Ralph Baer: Sure…I have three kids and they were between 10 and 16 when I brought early breadboard hardware (and later the Brown Box) home to see how they would react to the idea of playing games on a home TV set. My kids are all in the mid and late forties now and have their own children but they vividly remember playing ping-pong downstairs in my lab. So do some of their friends who came and visited…one of whom is my current primary physician now!

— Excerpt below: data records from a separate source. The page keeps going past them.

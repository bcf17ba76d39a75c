//! Sanity checks on query results before they are charted or reported.

use std::collections::BTreeSet;

use serde_json::Value;

use crate::models::result::{Cell, ChartDataValidation, ResultValidation, Row};

pub const LARGE_RESULT_ROWS: usize = 1_000;
pub const HIGH_NULL_RATIO: f64 = 0.5;

/// Largest integer a JSON consumer can represent exactly.
const MAX_SAFE_INTEGER: i64 = 9_007_199_254_740_991;

#[derive(Debug, Clone, Copy, PartialEq)]
pub struct ChartCleanOptions {
    pub remove_null_rows: bool,
    /// Rows whose NULL share is strictly greater than this are removed.
    pub null_threshold: f64,
    pub max_rows: usize,
}

impl Default for ChartCleanOptions {
    fn default() -> Self {
        Self {
            remove_null_rows: true,
            null_threshold: HIGH_NULL_RATIO,
            max_rows: LARGE_RESULT_ROWS,
        }
    }
}

/// Checks a `{ columns, rows }` document as returned by a query.
#[must_use]
pub fn validate_query_result(result: &Value) -> ResultValidation {
    let mut validation = ResultValidation::default();

    if result.is_null() {
        validation.is_empty = true;
        validation.errors.push("query result is empty".to_string());
        return validation;
    }

    let Some(rows) = result.get("rows").and_then(Value::as_array) else {
        validation
            .errors
            .push("query result rows is not an array".to_string());
        return validation;
    };

    if rows.is_empty() {
        validation.is_empty = true;
        validation.errors.push("query returned no data".to_string());
        return validation;
    }

    let columns = result
        .get("columns")
        .and_then(Value::as_array)
        .map(|columns| columns.iter().filter_map(Value::as_str).collect::<Vec<_>>())
        .unwrap_or_default();
    if columns.is_empty() {
        validation
            .errors
            .push("query result is missing column information".to_string());
        return validation;
    }

    if rows.len() > LARGE_RESULT_ROWS {
        validation.warnings.push(format!(
            "large result set: {} rows; consider adding a LIMIT or aggregating",
            rows.len()
        ));
    }

    let total_cells = rows.len() * columns.len();
    let null_cells = rows
        .iter()
        .map(|row| {
            columns
                .iter()
                .filter(|column| row.get(**column).is_none_or(Value::is_null))
                .count()
        })
        .sum::<usize>();
    let null_ratio = ratio(null_cells, total_cells);
    if null_ratio > HIGH_NULL_RATIO {
        validation.warnings.push(format!(
            "high NULL ratio: {:.1}% of values are NULL",
            null_ratio * 100.0
        ));
    }

    validation.is_valid = true;
    validation
}

/// Parses `data` as an array of flat row objects and cleans it for charting.
#[must_use]
pub fn clean_chart_data(data: &Value, options: &ChartCleanOptions) -> ChartDataValidation {
    let Some(items) = data.as_array() else {
        return rejected("chart data is not an array");
    };

    let mut rows = Vec::with_capacity(items.len());
    for (index, item) in items.iter().enumerate() {
        match serde_json::from_value::<Row>(item.clone()) {
            Ok(row) => rows.push(row),
            Err(error) => {
                return rejected(format!("chart row {index} is not a flat object: {error}"));
            }
        }
    }

    clean_chart_rows(rows, options)
}

/// Removes mostly-NULL rows, replaces non-finite numbers and samples the
/// rows down to `max_rows`.
#[must_use]
pub fn clean_chart_rows(rows: Vec<Row>, options: &ChartCleanOptions) -> ChartDataValidation {
    if rows.is_empty() {
        return rejected("chart data is empty");
    }

    let mut validation = ChartDataValidation::default();
    let original_rows = rows.len();

    let mut rows = if options.remove_null_rows {
        rows.into_iter()
            .filter(|row| row_null_ratio(row) <= options.null_threshold)
            .collect::<Vec<_>>()
    } else {
        rows
    };
    let removed = original_rows - rows.len();
    if removed > 0 {
        validation.warnings.push(format!(
            "removed {removed} row(s) with more than {:.0}% NULL values",
            options.null_threshold * 100.0
        ));
    }
    if rows.is_empty() {
        validation
            .errors
            .push("no chart rows remain after removing NULL-heavy rows".to_string());
        return validation;
    }

    let replaced = rows
        .iter_mut()
        .flat_map(|row| row.values_mut())
        .map(replace_non_finite)
        .filter(|changed| *changed)
        .count();
    if replaced > 0 {
        validation.warnings.push(format!(
            "replaced {replaced} non-finite numeric value(s)"
        ));
    }

    if options.max_rows > 0 && rows.len() > options.max_rows {
        let before = rows.len();
        rows = sample_evenly(rows, options.max_rows);
        validation.warnings.push(format!(
            "sampled {before} rows down to {} for charting",
            rows.len()
        ));
    }

    let columns = rows
        .iter()
        .flat_map(|row| row.keys())
        .collect::<BTreeSet<_>>();
    if columns.len() < 2 {
        validation.warnings.push(
            "fewer than 2 columns; charts need a category and a value column".to_string(),
        );
    }

    tracing::debug!(
        input_rows = original_rows,
        output_rows = rows.len(),
        removed,
        replaced,
        "cleaned chart data"
    );

    validation.is_valid = true;
    validation.cleaned_data = rows;
    validation
}

fn rejected(error: impl Into<String>) -> ChartDataValidation {
    ChartDataValidation {
        errors: vec![error.into()],
        ..ChartDataValidation::default()
    }
}

fn row_null_ratio(row: &Row) -> f64 {
    ratio(row.values().filter(|cell| cell.is_null()).count(), row.len())
}

fn ratio(part: usize, whole: usize) -> f64 {
    if whole == 0 {
        return 0.0;
    }
    #[allow(clippy::cast_precision_loss)]
    let value = part as f64 / whole as f64;
    value
}

/// NaN becomes 0 and infinities clamp to the largest safe integer.
fn replace_non_finite(cell: &mut Cell) -> bool {
    let Cell::Real(value) = *cell else {
        return false;
    };
    if value.is_nan() {
        *cell = Cell::Integer(0);
    } else if value.is_infinite() {
        *cell = Cell::Integer(if value > 0.0 {
            MAX_SAFE_INTEGER
        } else {
            -MAX_SAFE_INTEGER
        });
    } else {
        return false;
    }
    true
}

/// Keeps `target` rows at evenly spaced positions, first row included.
fn sample_evenly(rows: Vec<Row>, target: usize) -> Vec<Row> {
    let total = rows.len();
    let mut next_pick = 0usize;
    let mut picked = 0usize;
    rows.into_iter()
        .enumerate()
        .filter_map(|(index, row)| {
            if picked < target && index == next_pick {
                picked += 1;
                next_pick = picked * total / target;
                Some(row)
            } else {
                None
            }
        })
        .collect()
}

You didn’t ask re. parent’s responsibilities when it comes to their kids’ choice of games…but I’ll tell you anyway: It is up to the parents to watch what games their kids are playing. I do not intend to weigh in on what the practical problems with that need are. All I know is that grandkids are one’s reward for not strangling one’s teenagers. We have four of them and I now watch video games over their shoulders …and sure enough, they play games which I really do not care for…but I’m not their parent.

Steve Fulton Since you basically invented home video games, and are a father and a grandfather, would you call your self an original “Gamerdad”?

Ralph Baer: I assume that Andrew Bub came up with that title. I like it. I guess, by definition, I must be a “GamerDad”.

Steve Fulton If you could choose to do one thing in your life over-again, what would it be?

Ralph Baer: I would just like to pick up where I left off because I am still cranking out neat things (go to Toys-R-Us and see if they stock some of Hasbro’s (Playskool) Talkin’ Tools…they are based on my inventions…and I am still in demand among friends and others for occasional engineering design help. My favorite activity is analog circuit design (but I’ll crank out logic designs, too, when I need ’em. Software is my younger partner’s job, although I dabble in it, too). There aren’t too many guys around my age (82) who still sit at the bench and cobble up circuit designs. It’s just an art form and it’s what I would definitely do if I had a chance to do it all over again….fat chance!

Steve Fulton Do you get tired of people asking you questions like these?

Ralph Baer: Are you serious? This is too much like work! The trouble is that once I start getting sucked in to answering the first question, I can’t shut up. That must be obvious.